With the start of the New Year, Florida’s ban against texting while driving is going into full effect statewide. That means drivers will no longer be given just a warning for a violation.

The measure (HB 107) makes texting while driving a primary offense. Previously, typing behind the wheel was a secondary offense, meaning drivers could only be cited for the violation if pulled over for some other reason. Now, drivers can be cited just for texting while driving.

The prohibition includes a block on drivers emailing or typing on a phone in any manner while the car is in motion. Individuals can still text at a red light or while pulled over.

After the law was passed in 2019, it took effect in two phases. The texting while driving ban technically became law on July 1, 2019. But the Florida Highway Patrol and several other law enforcement agencies stated drivers would get a grace period of six months, where only warnings would be issued.

That grace period expires on Jan. 1, 2020.

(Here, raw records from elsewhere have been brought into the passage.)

// src/integrations/player/messages.rs
//
// Embedded player message decoding
//
// ARCHITECTURE:
// - The player posts two shapes: flat `progressUpdate` and wrapped `PLAYER_EVENT`
// - Both are normalized here into one ProgressEvent
// - Origin checks and session fallback belong to the receiver service
//
// CRITICAL RULES:
// - This is INFRASTRUCTURE, not DOMAIN
// - Pure functions only, no storage, no events

use serde::Deserialize;
use serde_json::Value;
use thiserror::Error;

use crate::domain::{ContentId, ContentRef, MediaType};

const WRAPPED_TYPE: &str = "PLAYER_EVENT";
const FLAT_TYPE: &str = "progressUpdate";

/// Player event names that carry a playback position.
#[derive(Debug, Clone, Copy, PartialEq, Eq)]
pub enum ProgressKind {
    TimeUpdate,
    ProgressUpdate,
    Seeked,
    Ended,
}

impl ProgressKind {
    fn from_event_name(name: &str) -> Option<Self> {
        match name {
            "timeupdate" => Some(ProgressKind::TimeUpdate),
            "progressUpdate" => Some(ProgressKind::ProgressUpdate),
            "seeked" => Some(ProgressKind::Seeked),
            "ended" => Some(ProgressKind::Ended),
            _ => None,
        }
    }
}

/// Normalized progress report, independent of the wire shape it came in.
#[derive(Debug, Clone, PartialEq)]
pub struct ProgressEvent {
    pub kind: ProgressKind,
    pub content_id: ContentId,
    pub media_type: Option<MediaType>,
    pub season: Option<u32>,
    pub episode: Option<u32>,
    pub current_time: f64,
    /// 0 when the player did not report one
    pub duration: f64,
}

impl ProgressEvent {
    /// Resolves which watchable unit this event is about.
    ///
    /// An explicit media type wins. Without one, the active session supplies
    /// the media type when it is playing the same id, and season/episode
    /// numbers carried by the message still win over the session's.
    /// Otherwise season/episode numbers imply a series and their absence a
    /// movie.
    pub fn content_ref(&self, active: Option<&ContentRef>) -> ContentRef {
        if let Some(media_type) = self.media_type {
            return ContentRef::new(self.content_id.clone(), media_type, self.season, self.episode);
        }
        if let Some(session) = active.filter(|s| s.id() == &self.content_id) {
            return ContentRef::new(
                self.content_id.clone(),
                session.media_type(),
                self.season.or(session.season()),
                self.episode.or(session.episode()),
            );
        }
        if self.season.is_some() || self.episode.is_some() {
            ContentRef::series(self.content_id.clone(), self.season, self.episode)
        } else {
            ContentRef::movie(self.content_id.clone())
        }
    }
}

#[derive(Debug, Clone, PartialEq)]
pub enum PlayerMessage {
    Progress(ProgressEvent),
    /// Recognized shape, non-progress event (play, pause, ...)
    Other(String),
}

#[derive(Debug, Clone, PartialEq, Eq, Error)]
pub enum MessageError {
    #[error("payload is not valid JSON")]
    NotJson,

    #[error("payload is not a player message")]
    UnrecognizedShape,

    #[error("message has no content id")]
    MissingContentId,

    #[error("currentTime is missing or not a non-negative number")]
    InvalidCurrentTime,
}

/// Position fields shared by both shapes. Every field is read leniently;
/// validation happens in `into_event`.
#[derive(Debug, Default, Deserialize)]
#[serde(rename_all = "camelCase")]
struct ProgressFields {
    #[serde(default)]
    id: Value,
    #[serde(default)]
    tmdb_id: Value,
    #[serde(default)]
    current_time: Value,
    #[serde(default)]
    duration: Value,
    #[serde(default)]
    media_type: Value,
    #[serde(default)]
    season: Value,
    #[serde(default)]
    episode: Value,
}

impl ProgressFields {
    fn into_event(self, kind: ProgressKind) -> Result<ProgressEvent, MessageError> {
        let content_id = ContentId::from_json(&self.id)
            .or_else(|| ContentId::from_json(&self.tmdb_id))
            .ok_or(MessageError::MissingContentId)?;

        let current_time = self
            .current_time
            .as_f64()
            .filter(|t| t.is_finite() && *t >= 0.0)
            .ok_or(MessageError::InvalidCurrentTime)?;

        let duration = self
            .duration
            .as_f64()
            .filter(|d| d.is_finite() && *d >= 0.0)
            .unwrap_or(0.0);

        Ok(ProgressEvent {
            kind,
            content_id,
            media_type: self.media_type.as_str().and_then(MediaType::from_wire),
            season: episode_number(&self.season),
            episode: episode_number(&self.episode),
            current_time,
            duration,
        })
    }
}

/// Season/episode numbers arrive as numbers or numeric strings.
fn episode_number(value: &Value) -> Option<u32> {
    match value {
        Value::Number(n) => n.as_u64().and_then(|n| u32::try_from(n).ok()),
        Value::String(s) => s.trim().parse().ok(),
        _ => None,
    }
}

/// Accepts either a JSON string (parsed first) or an already-structured value.
fn decode_layer(payload: &Value) -> Result<Value, MessageError> {
    match payload {
        Value::String(raw) => serde_json::from_str(raw).map_err(|_| MessageError::NotJson),
        other => Ok(other.clone()),
    }
}

fn fields_from(value: Value) -> Result<ProgressFields, MessageError> {
    if !value.is_object() {
        return Err(MessageError::UnrecognizedShape);
    }
    serde_json::from_value(value).map_err(|_| MessageError::UnrecognizedShape)
}

/// Decodes one message posted by the player.
pub fn parse_player_message(payload: &Value) -> Result<PlayerMessage, MessageError> {
    let message = decode_layer(payload)?;
    let discriminator = message
        .get("type")
        .and_then(Value::as_str)
        .ok_or(MessageError::UnrecognizedShape)?
        .to_string();

    match discriminator.as_str() {
        WRAPPED_TYPE => {
            let data = message
                .get("data")
                .map(decode_layer)
                .transpose()?
                .filter(Value::is_object)
                .ok_or(MessageError::UnrecognizedShape)?;
            let event_name = data
                .get("event")
                .and_then(Value::as_str)
                .unwrap_or_default()
                .to_string();
            match ProgressKind::from_event_name(&event_name) {
                Some(kind) => fields_from(data)?.into_event(kind).map(PlayerMessage::Progress),
                None => Ok(PlayerMessage::Other(event_name)),
            }
        }
        FLAT_TYPE => fields_from(message)?
            .into_event(ProgressKind::ProgressUpdate)
            .map(PlayerMessage::Progress),
        _ => Ok(PlayerMessage::Other(discriminator)),
    }
}

#[cfg(test)]
mod tests {
    use super::*;
    use serde_json::json;

    fn progress(payload: Value) -> ProgressEvent {
        match parse_player_message(&payload).unwrap() {
            PlayerMessage::Progress(event) => event,
            other => panic!("expected progress, got {:?}", other),
        }
    }

    #[test]
    fn test_wrapped_timeupdate() {
        let event = progress(json!({
            "type": "PLAYER_EVENT",
            "data": {
                "event": "timeupdate",
                "currentTime": 120.5,
                "duration": 3600,
                "id": "1399",
                "mediaType": "tv",
                "season": 1,
                "episode": 3
            }
        }));

        assert_eq!(event.kind, ProgressKind::TimeUpdate);
        assert_eq!(event.content_id.as_str(), "1399");
        assert_eq!(event.media_type, Some(MediaType::Series));
        assert_eq!(event.current_time, 120.5);
        assert_eq!(event.content_ref(None).key().as_str(), "series-1399-s1e3");
    }

    #[test]
    fn test_flat_progress_update_from_string_payload() {
        let raw = json!({"type": "progressUpdate", "currentTime": 30, "duration": 600, "tmdbId": 550})
            .to_string();
        let event = progress(Value::String(raw));

        assert_eq!(event.kind, ProgressKind::ProgressUpdate);
        assert_eq!(event.content_id.as_str(), "550");
        assert_eq!(event.duration, 600.0);
        assert_eq!(event.media_type, None);
    }

    #[test]
    fn test_id_wins_over_tmdb_id() {
        let event = progress(json!({"type": "progressUpdate", "currentTime": 1, "id": "a", "tmdbId": "b"}));
        assert_eq!(event.content_id.as_str(), "a");
    }

    #[test]
    fn test_wrapped_data_may_be_a_string() {
        let data = json!({"event": "seeked", "currentTime": 5, "id": 9}).to_string();
        let event = progress(json!({"type": "PLAYER_EVENT", "data": data}));
        assert_eq!(event.kind, ProgressKind::Seeked);
    }

    #[test]
    fn test_missing_duration_is_zero() {
        let event = progress(json!({"type": "progressUpdate", "currentTime": 12, "id": 1}));
        assert_eq!(event.duration, 0.0);
    }

    #[test]
    fn test_non_progress_events_are_other() {
        let msg = json!({"type": "PLAYER_EVENT", "data": {"event": "pause", "currentTime": 5, "id": 1}});
        assert_eq!(
            parse_player_message(&msg).unwrap(),
            PlayerMessage::Other("pause".to_string())
        );

        let msg = json!({"type": "ready"});
        assert_eq!(
            parse_player_message(&msg).unwrap(),
            PlayerMessage::Other("ready".to_string())
        );
    }

    #[test]
    fn test_malformed_messages_are_errors() {
        assert_eq!(
            parse_player_message(&Value::String("{oops".to_string())),
            Err(MessageError::NotJson)
        );
        assert_eq!(
            parse_player_message(&json!({"currentTime": 5})),
            Err(MessageError::UnrecognizedShape)
        );
        assert_eq!(
            parse_player_message(&json!({"type": "PLAYER_EVENT"})),
            Err(MessageError::UnrecognizedShape)
        );
        assert_eq!(
            parse_player_message(&json!({"type": "progressUpdate", "currentTime": 5})),
            Err(MessageError::MissingContentId)
        );
        assert_eq!(
            parse_player_message(&json!({"type": "progressUpdate", "currentTime": -1, "id": 1})),
            Err(MessageError::InvalidCurrentTime)
        );
        assert_eq!(
            parse_player_message(&json!({"type": "progressUpdate", "currentTime": "10", "id": 1})),
            Err(MessageError::InvalidCurrentTime)
        );
    }

    #[test]
    fn test_session_fallback_only_for_matching_id() {
        let event = progress(json!({"type": "progressUpdate", "currentTime": 30, "id": 1399}));
        let session = ContentRef::series(1399u64, Some(2), Some(5));
        let other = ContentRef::series(1u64, Some(2), Some(5));

        assert_eq!(event.content_ref(Some(&session)), session);
        assert_eq!(event.content_ref(Some(&other)).key().as_str(), "movie-1399");
        assert_eq!(event.content_ref(None).key().as_str(), "movie-1399");
    }

    #[test]
    fn test_session_fallback_keeps_episode_from_message() {
        let session = ContentRef::series(1399u64, Some(1), Some(1));
        let next = progress(json!({
            "type": "progressUpdate", "currentTime": 30, "id": 1399, "season": 1, "episode": 2
        }));
        assert_eq!(next.content_ref(Some(&session)).key().as_str(), "series-1399-s1e2");

        let episode_only = progress(json!({
            "type": "progressUpdate", "currentTime": 30, "id": 1399, "episode": 4
        }));
        assert_eq!(
            episode_only.content_ref(Some(&session)).key().as_str(),
            "series-1399-s1e4"
        );

        let movie_session = ContentRef::movie(1399u64);
        assert_eq!(
            next.content_ref(Some(&movie_session)).key().as_str(),
            "movie-1399"
        );
    }

    #[test]
    fn test_season_without_media_type_implies_series() {
        let event = progress(json!({"type": "progressUpdate", "currentTime": 30, "id": 7, "season": "2"}));
        assert_eq!(event.content_ref(None).key().as_str(), "series-7-s2e1");
    }
}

The second phase of the law includes a complete bar on using your phone in any manner while in a construction or school zone. That means drivers are also not allowed to use their phone to make calls. Drivers can, however, still use Bluetooth devices in those areas.

That provision kicked in on Oct. 1, 2019. But again, a short grace period was given, which also expires Jan. 1, 2020.

Going forward, drivers caught texting behind the wheel will be fined $30 for a first offense. Those who violate the hands-free requirement in construction or school zones will be docked $60 and given three points on their driver’s license.

The bill was backed by state Reps. Emily Slosberg, a Boca Raton Democrat, and Jackie Toledo, a Tampa Republican. Sen. Wilton Simpson pushed a companion bill in the Senate.

Slosberg, who lost her sister in a deadly car crash more than two decades ago, is also pushing additional driving safety measures in the upcoming 2020 Session. One of those efforts would expand the hands-free provision to all drivers, rather than only those in construction or school zones.

Ryan Nicol

Ryan Nicol covers news out of South Florida for Florida Politics. Ryan is a native Floridian who attended undergrad at Nova Southeastern University before moving on to law school at Florida State. After graduating with a law degree he moved into the news industry, working in TV News as a writer and producer, along with some freelance writing work. If you'd like to contact him, send an email to [email protected].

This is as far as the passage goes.